Monsieur le Sénateur, Mesdames, Messieurs, cher collègues. L'objectif des sciences de l'homme et de la société, dans un observatoire de l'Arctique, serait de connaître et d'anticiper, pour mieux les maîtriser, les conséquences que le réchauffement climatique actuel aura inéluctablement sur les organisations. Dans cet exposé, après avoir fait un état de la question, nous examinerons les outils qui pourraient être développés et les moyens à mettre en oeuvre pour tenter d'atteindre cet objectif.

Au cours du Quaternaire, les hommes ont dû s'adapter, à plusieurs reprises, à des changements climatiques majeurs. Chacun de ces changements a entraîné de profondes modifications dans les modes d'organisation. Comprendre les influences des changements climatiques des organisations économiques, sociales et sur les mouvements des populations constitue une des problématiques centrales des études préhistoriques et anthropologiques.

Les phénomènes climatiques sont les éléments d'une histoire évolutive. Ainsi, il y a trente-cinq mille ans disparaissait totalement et définitivement une espèce humaine en Europe : les Néanderthaliens. Cette disparition est souvent mise en relation avec l'arrivée rapide, de l'ordre de quelques siècles, d'un épisode climatique froid, ceci cumulé, bien évidemment, à d'autres facteurs.

Autre exemple, il y a environ douze mille ans, la culture magdalénienne disparaît ou se transforme radicalement alors qu'un réchauffement climatique contraint les rennes qui sont au coeur de l'économie de subsistance à remonter vers le nord. Au moment où ont eu lieu ces bouleversements, ce sont des fractures, des déchirements, des drames ou des catastrophes, qui ont marqué la vie de ces hommes.

Par la suite, les processus de sédentarisation, l'émergence de la ville et de l'état et plus près de nous la révolution industrielle se sont accompagnés d'un contrôle croissant sur le milieu naturel. Simultanément, se développe l'idée d'une déconnection entre l'homme et son milieu naturel. Aujourd'hui encore, certaines parties du monde qui offrent des conditions souvent extrêmes, connaissent un mode d'exploitation du territoire par petits groupes. Dans des biotopes comparables à ceux de la fin du Pléistocène, ils ont construit des systèmes socio-économiques fondés sur cette même étroite dépendance avec l'environnement.

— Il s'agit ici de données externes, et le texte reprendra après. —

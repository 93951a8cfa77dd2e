//! Record set persistence.
//!
//! The record set is stored as a single JSON document keyed by message id:
//!
//! ```text
//! {
//!   "metadata": { "version": 1, "total_messages": 2, "analyzed_count": 1, ... },
//!   "messages": {
//!     "<id>": { "message": { ... }, "analysis": { ... } | null }
//!   }
//! }
//! ```
//!
//! Saves go through [`atomic_write`], so a crash mid-save leaves either the
//! previous document or the new one on disk.

use async_trait::async_trait;
use chrono::{DateTime, Utc};
use serde::{Deserialize, Serialize};
use std::collections::BTreeMap;
use std::path::{Path, PathBuf};
use std::sync::{Arc, Mutex};
use thiserror::Error;

use super::atomic::{atomic_write, sweep_leftovers};
use crate::domain::{AnalysisResult, Message, Record, RecordSet};

/// Current document schema version.
const DOCUMENT_VERSION: u32 = 1;

/// Errors that can occur while loading or saving records.
#[derive(Debug, Error)]
pub enum StorageError {
    #[error("I/O error on {path}: {source}")]
    Io {
        path: PathBuf,
        #[source]
        source: std::io::Error,
    },

    #[error("failed to serialize record set: {0}")]
    Serialize(#[source] serde_json::Error),

    #[error("record document {path} is malformed: {source}")]
    Malformed {
        path: PathBuf,
        #[source]
        source: serde_json::Error,
    },

    #[error("storage task failed: {0}")]
    Task(String),

    #[error("storage unavailable: {0}")]
    Unavailable(String),
}

/// Result type for storage operations.
pub type Result<T> = std::result::Result<T, StorageError>;

/// Durable home of the [`RecordSet`].
///
/// Single writer; implementations only need to guarantee that `save` is
/// atomic with respect to a crash.
#[async_trait]
pub trait RecordStore: Send + Sync {
    /// Loads the persisted record set. A store that was never written loads empty.
    async fn load(&self) -> Result<RecordSet>;

    /// Replaces the persisted record set.
    async fn save(&self, records: &RecordSet) -> Result<()>;
}

/// Summary fields written alongside the records.
#[derive(Debug, Clone, Default, PartialEq, Serialize, Deserialize)]
#[serde(default)]
pub struct DocumentMetadata {
    pub version: u32,
    pub last_sync: Option<DateTime<Utc>>,
    pub last_analysis: Option<DateTime<Utc>>,
    pub saved_at: Option<DateTime<Utc>>,
    pub total_messages: usize,
    pub analyzed_count: usize,
}

#[derive(Serialize)]
struct StoredRecordRef<'a> {
    message: &'a Message,
    analysis: Option<&'a AnalysisResult>,
}

#[derive(Serialize)]
#[serde(untagged)]
enum StoredEntryRef<'a> {
    Record(StoredRecordRef<'a>),
    Unreadable(&'a serde_json::Value),
}

#[derive(Serialize)]
struct DocumentRef<'a> {
    metadata: DocumentMetadata,
    messages: BTreeMap<&'a str, StoredEntryRef<'a>>,
}

#[derive(Deserialize)]
struct RawDocument {
    #[serde(default)]
    metadata: DocumentMetadata,
    #[serde(default)]
    messages: BTreeMap<String, serde_json::Value>,
}

#[derive(Deserialize)]
struct RawRecord {
    message: Message,
    #[serde(default)]
    analysis: Option<serde_json::Value>,
}

/// Serializes a record set into the persisted document format.
pub fn encode_document(records: &RecordSet) -> Result<Vec<u8>> {
    let messages = records
        .unreadable()
        .map(|(key, raw)| (key, StoredEntryRef::Unreadable(raw)))
        .chain(records.iter().map(|record| {
            (
                record.message.id.as_str(),
                StoredEntryRef::Record(StoredRecordRef {
                    message: &record.message,
                    analysis: record.analysis.as_ref(),
                }),
            )
        }))
        .collect();

    let document = DocumentRef {
        metadata: DocumentMetadata {
            version: DOCUMENT_VERSION,
            last_sync: records.last_sync(),
            last_analysis: records.last_analysis(),
            saved_at: Some(Utc::now()),
            total_messages: records.len(),
            analyzed_count: records.analyzed_count(),
        },
        messages,
    };

    serde_json::to_vec_pretty(&document).map_err(StorageError::Serialize)
}

/// Parses a persisted document.
///
/// Analyses that are missing or do not match the current schema load as
/// unanalyzed. Entries whose message itself cannot be read are kept
/// verbatim on the record set and written back by the next save.
pub fn decode_document(bytes: &[u8], path: &Path) -> Result<RecordSet> {
    let raw: RawDocument =
        serde_json::from_slice(bytes).map_err(|source| StorageError::Malformed {
            path: path.to_path_buf(),
            source,
        })?;

    if raw.metadata.version > DOCUMENT_VERSION {
        tracing::warn!(
            version = raw.metadata.version,
            "Record document is newer than this build, reading known fields only"
        );
    }

    let mut records = RecordSet::new();
    let mut unreadable = Vec::new();
    for (key, value) in raw.messages {
        let entry = match RawRecord::deserialize(&value) {
            Ok(entry) => entry,
            Err(e) => {
                tracing::warn!(message_id = %key, error = %e, "Keeping unreadable record as is");
                unreadable.push((key, value));
                continue;
            }
        };

        if entry.message.id.as_str() != key {
            tracing::warn!(
                key = %key,
                message_id = %entry.message.id,
                "Record key does not match message id, using message id"
            );
        }

        let analysis = entry
            .analysis
            .filter(|value| !value.is_null())
            .and_then(|value| match serde_json::from_value::<AnalysisResult>(value) {
                Ok(analysis) => Some(analysis),
                Err(e) => {
                    tracing::warn!(
                        message_id = %entry.message.id,
                        error = %e,
                        "Discarding analysis in an older format"
                    );
                    None
                }
            });

        records.insert(Record {
            message: entry.message,
            analysis,
        });
    }

    // After every readable record, so a readable entry always wins its key.
    let kept = unreadable.len();
    for (key, value) in unreadable {
        records.keep_unreadable(key, value);
    }
    if kept > 0 {
        tracing::warn!(
            count = kept,
            loaded = records.len(),
            "Record document has entries this build cannot read"
        );
    }

    if let Some(at) = raw.metadata.last_sync {
        records.set_last_sync(at);
    }
    if let Some(at) = raw.metadata.last_analysis {
        records.set_last_analysis(at);
    }

    Ok(records)
}

/// Record store backed by a JSON document on disk.
#[derive(Debug, Clone)]
pub struct JsonRecordStore {
    path: Arc<PathBuf>,
}

impl JsonRecordStore {
    pub fn new(path: impl Into<PathBuf>) -> Self {
        Self {
            path: Arc::new(path.into()),
        }
    }

    pub fn path(&self) -> &Path {
        &self.path
    }
}

#[async_trait]
impl RecordStore for JsonRecordStore {
    async fn load(&self) -> Result<RecordSet> {
        let path = Arc::clone(&self.path);

        let records = tokio::task::spawn_blocking(move || -> Result<RecordSet> {
            let swept = sweep_leftovers(&path);
            if swept > 0 {
                tracing::warn!(count = swept, "Removed temp files from an interrupted save");
            }
            let bytes = match std::fs::read(path.as_path()) {
                Ok(bytes) => bytes,
                Err(e) if e.kind() == std::io::ErrorKind::NotFound => {
                    return Ok(RecordSet::new());
                }
                Err(source) => {
                    return Err(StorageError::Io {
                        path: path.to_path_buf(),
                        source,
                    })
                }
            };
            decode_document(&bytes, &path)
        })
        .await
        .map_err(|e| StorageError::Task(e.to_string()))??;

        tracing::debug!(
            path = %self.path.display(),
            total = records.len(),
            analyzed = records.analyzed_count(),
            "Loaded record set"
        );
        Ok(records)
    }

    async fn save(&self, records: &RecordSet) -> Result<()> {
        // Encode before touching the filesystem so a serialization failure
        // never reaches the disk.
        let bytes = encode_document(records)?;
        let path = Arc::clone(&self.path);

        tokio::task::spawn_blocking(move || {
            atomic_write(&path, &bytes).map_err(|source| StorageError::Io {
                path: path.to_path_buf(),
                source,
            })
        })
        .await
        .map_err(|e| StorageError::Task(e.to_string()))??;

        tracing::debug!(
            path = %self.path.display(),
            total = records.len(),
            analyzed = records.analyzed_count(),
            "Saved record set"
        );
        Ok(())
    }
}

/// In-memory record store for tests and dry runs.
///
/// Keeps the encoded document so saves go through the same format as the
/// JSON store.
#[derive(Debug, Default)]
pub struct MemoryRecordStore {
    document: Mutex<Option<Vec<u8>>>,
    saves: Mutex<usize>,
}

impl MemoryRecordStore {
    pub fn new() -> Self {
        Self::default()
    }

    /// Creates a store that already holds `records`.
    pub fn with_records(records: &RecordSet) -> Result<Self> {
        let store = Self::new();
        *store.lock_document()? = Some(encode_document(records)?);
        Ok(store)
    }

    /// Number of successful saves so far.
    pub fn save_count(&self) -> usize {
        self.saves.lock().map(|n| *n).unwrap_or(0)
    }

    fn lock_document(&self) -> Result<std::sync::MutexGuard<'_, Option<Vec<u8>>>> {
        self.document
            .lock()
            .map_err(|_| StorageError::Unavailable("memory store lock poisoned".to_string()))
    }
}

#[async_trait]
impl RecordStore for MemoryRecordStore {
    async fn load(&self) -> Result<RecordSet> {
        match self.lock_document()?.as_deref() {
            Some(bytes) => decode_document(bytes, Path::new("<memory>")),
            None => Ok(RecordSet::new()),
        }
    }

    async fn save(&self, records: &RecordSet) -> Result<()> {
        let bytes = encode_document(records)?;
        *self.lock_document()? = Some(bytes);
        if let Ok(mut saves) = self.saves.lock() {
            *saves += 1;
        }
        Ok(())
    }
}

Entre 60 et 75 degrés de latitude nord, la biomasse végétale change considérablement et l'on passe très progressivement de la taïga à la toundra. Ces biozones présentent chacune des particularités : les contrastes saisonniers et les ressources végétales ne sont pas les mêmes, ce qui n'est pas sans implication sur les systèmes de subsistance. L'exploitation de toutes les ressources disponibles et nécessaires à la survie oblige à une mobilité à travers un territoire dont les richesses apparaissaient comme complémentaires. Cette mobilité est un élément clé de l'organisation économique et sociale. Malgré la force des contraintes qu'impose cet environnement difficile, en même temps que des réponses similaires sont apportées, il y a toujours une place pour des choix culturels qui permettent à chaque groupe d'afficher son identité. Je développerai en exemple le cas de la Sibérie, mais nous aurions pu tout aussi bien parler des groupes qui vivent dans le Grand Nord canadien ou occupent le Groenland.

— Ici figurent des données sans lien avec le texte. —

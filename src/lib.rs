//! mailsift - scores unread email by importance and picks safe cleanup candidates
//!
//! This crate provides the reconciliation and batch-analysis engine: it
//! merges mailbox snapshots into a durable record set, scores messages
//! through a pluggable classifier, enforces safety rules the classifier
//! cannot override, and ranks deletion candidates.

pub mod config;
pub mod domain;
pub mod providers;
pub mod services;
pub mod storage;

pub use config::{AnalysisConfig, Settings};
pub use domain::{AnalysisResult, Message, MessageId, RecordSet};
pub use services::TriageService;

Dans tous les cas, qu'il soit sauvage ou domestique, le renne est au coeur du système sibérien. Ce grand mammifère est le seul à être biologiquement et éthologiquement adapté aux écosystèmes arctique et péri-arctique. Pour assurer sa subsistance, le renne explore des territoires différents en fonction des conditions climatiques : grandes migrations des troupeaux sauvages qui descendent vers le sud en hiver pour remonter vers le nord à la belle saison ou encore, transhumance des troupeaux domestiques qui avancent régulièrement guidés ou suivis par les hommes.

Comme le renne, pour survivre dans ces régions, les hommes se sont adaptés morphologiquement, biologiquement et culturellement. Aujourd'hui, alors même qu'une partie des populations est théoriquement sédentarisée, on observe toujours une présence forte des pratiques nomades. Les cycles de nomadisation varient selon les saisons et les latitudes. Cependant, il n'y a pas un état nomade ou un état sédentaire ; il y a une large palette de degrés entre ces deux états, qui traduisent à la fois une capacité d'adaptation et de résistance.

Les systèmes autochtones mis en place sont extrêmement efficaces mais leur équilibre est particulièrement fragile. La moindre modification d'un des paramètres entraîne des changements importants sur la totalité du système. En Arctique, en raison des conditions extrêmes, les conséquences du moindre phénomène sont démultipliées. Pour toutes ces régions, les profonds changements apportés par les évolutions économiques, techniques ou politiques du XX e siècle ont créé des ruptures et/ou des dysfonctionnements importants.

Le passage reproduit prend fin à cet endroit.